Material for the task:

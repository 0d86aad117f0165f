use std::sync::Arc;

use async_trait::async_trait;
use ollama_rs::error::OllamaError;
use ollama_rs::generation::completion::request::GenerationRequest;
use ollama_rs::Ollama;
use reqwest::{Client, Url};
use serde::Deserialize;
use serde_json::json;
use tracing::debug;

use crate::config::{LlmConfig, Provider};
use crate::error::GenerationError;

/// A text-in, text-out completion endpoint.
#[async_trait]
pub trait LanguageModel: Send + Sync {
    async fn complete(&self, prompt: &str) -> Result<String, GenerationError>;

    fn name(&self) -> &str;
}

/// Model served by a local Ollama daemon.
pub struct OllamaModel {
    client: Ollama,
    model: String,
}

impl OllamaModel {
    pub fn new(base_url: &str, model: String) -> Result<Self, GenerationError> {
        let url = Url::parse(base_url)
            .map_err(|e| GenerationError::Provider(format!("invalid Ollama url {}: {}", base_url, e)))?;
        let host = url
            .host_str()
            .ok_or_else(|| GenerationError::Provider(format!("Ollama url {} has no host", base_url)))?;
        let port = url.port_or_known_default().unwrap_or(11434);

        Ok(Self {
            client: Ollama::new(format!("{}://{}", url.scheme(), host), port),
            model,
        })
    }
}

#[async_trait]
impl LanguageModel for OllamaModel {
    async fn complete(&self, prompt: &str) -> Result<String, GenerationError> {
        let request = GenerationRequest::new(self.model.clone(), prompt.to_string());

        let response = self
            .client
            .generate(request)
            .await
            .map_err(|e| match e {
                OllamaError::ReqwestError(e) => transport_error(e),
                other => GenerationError::Provider(format!("Ollama error: {}", other)),
            })?;

        Ok(response.response)
    }

    fn name(&self) -> &str {
        &self.model
    }
}

#[derive(Debug, Deserialize)]
struct ChatResponse {
    choices: Vec<ChatChoice>,
}

#[derive(Debug, Deserialize)]
struct ChatChoice {
    message: ChatMessage,
}

#[derive(Debug, Deserialize)]
struct ChatMessage {
    content: String,
}

/// Model behind an OpenAI style `/chat/completions` endpoint, such as Groq.
pub struct OpenAiCompatibleModel {
    client: Client,
    endpoint: String,
    api_key: String,
    model: String,
}

impl OpenAiCompatibleModel {
    pub fn new(base_url: &str, api_key: String, model: String) -> Self {
        Self {
            client: Client::new(),
            endpoint: format!("{}/chat/completions", base_url.trim_end_matches('/')),
            api_key,
            model,
        }
    }
}

fn transport_error(e: reqwest::Error) -> GenerationError {
    if e.is_connect() || e.is_request() || e.is_body() || e.is_timeout() {
        GenerationError::ConnectionLost(e.to_string())
    } else {
        GenerationError::Provider(e.to_string())
    }
}

#[async_trait]
impl LanguageModel for OpenAiCompatibleModel {
    async fn complete(&self, prompt: &str) -> Result<String, GenerationError> {
        let response = self
            .client
            .post(&self.endpoint)
            .bearer_auth(&self.api_key)
            .json(&json!({
                "model": self.model,
                "messages": [
                    {"role": "user", "content": prompt}
                ],
                "temperature": 0
            }))
            .send()
            .await
            .map_err(transport_error)?;

        let status = response.status();
        let body = response.text().await.map_err(transport_error)?;

        if !status.is_success() {
            return Err(GenerationError::Provider(format!(
                "{} returned {}: {}",
                self.endpoint, status, body
            )));
        }

        let parsed: ChatResponse = serde_json::from_str(&body)
            .map_err(|e| GenerationError::Provider(format!("Failed to parse response: {}", e)))?;

        parsed
            .choices
            .into_iter()
            .next()
            .map(|choice| choice.message.content)
            .ok_or_else(|| GenerationError::Provider("No choices in response".to_string()))
    }

    fn name(&self) -> &str {
        &self.model
    }
}

/// The SQL model and the answer model for a session.
pub fn from_config(
    config: &LlmConfig,
) -> Result<(Arc<dyn LanguageModel>, Arc<dyn LanguageModel>), GenerationError> {
    config.validate()?;
    debug!(provider = ?config.provider, sql_model = %config.sql_model, answer_model = %config.answer_model, "building language models");

    match config.provider {
        Provider::Ollama => Ok((
            Arc::new(OllamaModel::new(&config.base_url, config.sql_model.clone())?),
            Arc::new(OllamaModel::new(&config.base_url, config.answer_model.clone())?),
        )),
        Provider::Groq => {
            let api_key = config.api_key.clone().ok_or(GenerationError::MissingApiKey)?;
            Ok((
                Arc::new(OpenAiCompatibleModel::new(
                    &config.base_url,
                    api_key.clone(),
                    config.sql_model.clone(),
                )),
                Arc::new(OpenAiCompatibleModel::new(
                    &config.base_url,
                    api_key,
                    config.answer_model.clone(),
                )),
            ))
        }
    }
}
//! Approval gate: a generated query runs only after the user says yes.
//!
//! ```text
//! Idle --propose--> AwaitingDecision --decide(yes)--> Resolved(approved)
//!                                    --decide(no)---> Resolved(rejected)
//! Resolved --take_resolved--> Idle
//! ```
//!
//! Proposing while a query is live replaces it. Nothing is queued.

use std::mem;

use crate::error::GateError;

/// A generated statement waiting on the user. Never mutated, only replaced.
#[derive(Debug, Clone, PartialEq, Eq)]
pub struct PendingQuery {
    sql_text: String,
    source_question: String,
}

impl PendingQuery {
    pub fn new(sql_text: impl Into<String>, source_question: impl Into<String>) -> Self {
        Self {
            sql_text: sql_text.into(),
            source_question: source_question.into(),
        }
    }

    pub fn sql_text(&self) -> &str {
        &self.sql_text
    }

    pub fn source_question(&self) -> &str {
        &self.source_question
    }

    /// Nothing was extracted from the model output.
    pub fn is_empty(&self) -> bool {
        self.sql_text.is_empty()
    }
}

#[derive(Debug, Clone, Copy, PartialEq, Eq)]
pub enum ApprovalState {
    None,
    Approved,
    Rejected,
}

#[derive(Debug, Clone, Default, PartialEq, Eq)]
enum GateState {
    #[default]
    Idle,
    AwaitingDecision(PendingQuery),
    Resolved {
        query: PendingQuery,
        approved: bool,
    },
}

/// The user's verdict, handed out exactly once.
#[derive(Debug, Clone, PartialEq, Eq)]
pub enum Resolution {
    Approved(PendingQuery),
    Rejected(PendingQuery),
}

#[derive(Debug, Default)]
pub struct ApprovalGate {
    state: GateState,
}

impl ApprovalGate {
    pub fn new() -> Self {
        Self::default()
    }

    /// Make `query` the subject of the gate, resetting any decision.
    /// Returns the query it displaced, if one was still live.
    pub fn propose(&mut self, query: PendingQuery) -> Option<PendingQuery> {
        match mem::replace(&mut self.state, GateState::AwaitingDecision(query)) {
            GateState::Idle => None,
            GateState::AwaitingDecision(previous) => Some(previous),
            GateState::Resolved { query, .. } => Some(query),
        }
    }

    /// Record the user's decision on the pending query.
    pub fn decide(&mut self, approved: bool) -> Result<(), GateError> {
        match mem::take(&mut self.state) {
            GateState::AwaitingDecision(query) => {
                self.state = GateState::Resolved { query, approved };
                Ok(())
            }
            GateState::Idle => Err(GateError::NothingPending),
            resolved @ GateState::Resolved { .. } => {
                self.state = resolved;
                Err(GateError::AlreadyDecided)
            }
        }
    }

    /// Hand out the decided query and go back to idle. Returns `None`, and
    /// leaves the gate untouched, while no decision has been made.
    pub fn take_resolved(&mut self) -> Option<Resolution> {
        match mem::take(&mut self.state) {
            GateState::Resolved { query, approved } => Some(if approved {
                Resolution::Approved(query)
            } else {
                Resolution::Rejected(query)
            }),
            other => {
                self.state = other;
                None
            }
        }
    }

    /// Drop whatever is live and go back to idle.
    pub fn clear(&mut self) -> Option<PendingQuery> {
        match mem::take(&mut self.state) {
            GateState::Idle => None,
            GateState::AwaitingDecision(query) | GateState::Resolved { query, .. } => Some(query),
        }
    }

    pub fn pending(&self) -> Option<&PendingQuery> {
        match &self.state {
            GateState::Idle => None,
            GateState::AwaitingDecision(query) | GateState::Resolved { query, .. } => Some(query),
        }
    }

    pub fn approval_state(&self) -> ApprovalState {
        match self.state {
            GateState::Resolved { approved: true, .. } => ApprovalState::Approved,
            GateState::Resolved { approved: false, .. } => ApprovalState::Rejected,
            _ => ApprovalState::None,
        }
    }

    pub fn is_idle(&self) -> bool {
        self.state == GateState::Idle
    }

    pub fn is_awaiting_decision(&self) -> bool {
        matches!(self.state, GateState::AwaitingDecision(_))
    }
}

Goal of the exercise:
Output exactly the lines above, from the one holding "pub fn take_resolved(&mut" through the end of the data, including the first and last.

Answer box:
    pub fn take_resolved(&mut self) -> Option<Resolution> {
        match mem::take(&mut self.state) {
            GateState::Resolved { query, approved } => Some(if approved {
                Resolution::Approved(query)
            } else {
                Resolution::Rejected(query)
            }),
            other => {
                self.state = other;
                None
            }
        }
    }

    /// Drop whatever is live and go back to idle.
    pub fn clear(&mut self) -> Option<PendingQuery> {
        match mem::take(&mut self.state) {
            GateState::Idle => None,
            GateState::AwaitingDecision(query) | GateState::Resolved { query, .. } => Some(query),
        }
    }

    pub fn pending(&self) -> Option<&PendingQuery> {
        match &self.state {
            GateState::Idle => None,
            GateState::AwaitingDecision(query) | GateState::Resolved { query, .. } => Some(query),
        }
    }

    pub fn approval_state(&self) -> ApprovalState {
        match self.state {
            GateState::Resolved { approved: true, .. } => ApprovalState::Approved,
            GateState::Resolved { approved: false, .. } => ApprovalState::Rejected,
            _ => ApprovalState::None,
        }
    }

    pub fn is_idle(&self) -> bool {
        self.state == GateState::Idle
    }

    pub fn is_awaiting_decision(&self) -> bool {
        matches!(self.state, GateState::AwaitingDecision(_))
    }
}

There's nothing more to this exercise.